-------- DATA FOR ANALYSIS

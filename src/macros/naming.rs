/// Computes the name of the `index`-th generated function.
///
/// `"test"` + `original` with its first character upper-cased + `"_"` + `index`.
///
/// ```rust
/// use paramtest::macros::generated_name;
/// assert_eq!(generated_name("f", 1), "testF_1");
/// assert_eq!(generated_name("assertWithTuple", 0), "testAssertWithTuple_0");
/// ```
pub fn generated_name(original: &str, index: usize) -> String {
    let mut chars = original.chars();
    let capitalized: String = match chars.next() {
        Some(first) => first.to_uppercase().chain(chars).collect(),
        None => String::new(),
    };
    format!("test{}_{}", capitalized, index)
}

#[cfg(test)]
mod tests {
    use super::*;

    #[test]
    fn only_first_character_changes() {
        assert_eq!(generated_name("assertNumber", 0), "testAssertNumber_0");
        assert_eq!(generated_name("Already", 3), "testAlready_3");
        assert_eq!(generated_name("_private", 2), "test_private_2");
        assert_eq!(generated_name("éclair", 10), "testÉclair_10");
    }
}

----------------

§ **PROBLEM TO SOLVE**
Return exactly what appears in the records from the line with "pub fn generated_name(original: &str, index: usize)" through the final line, and nothing else.

§ **THE COMPLETED TASK**
pub fn generated_name(original: &str, index: usize) -> String {
    let mut chars = original.chars();
    let capitalized: String = match chars.next() {
        Some(first) => first.to_uppercase().chain(chars).collect(),
        None => String::new(),
    };
    format!("test{}_{}", capitalized, index)
}

#[cfg(test)]
mod tests {
    use super::*;

    #[test]
    fn only_first_character_changes() {
        assert_eq!(generated_name("assertNumber", 0), "testAssertNumber_0");
        assert_eq!(generated_name("Already", 3), "testAlready_3");
        assert_eq!(generated_name("_private", 2), "test_private_2");
        assert_eq!(generated_name("éclair", 10), "testÉclair_10");
    }
}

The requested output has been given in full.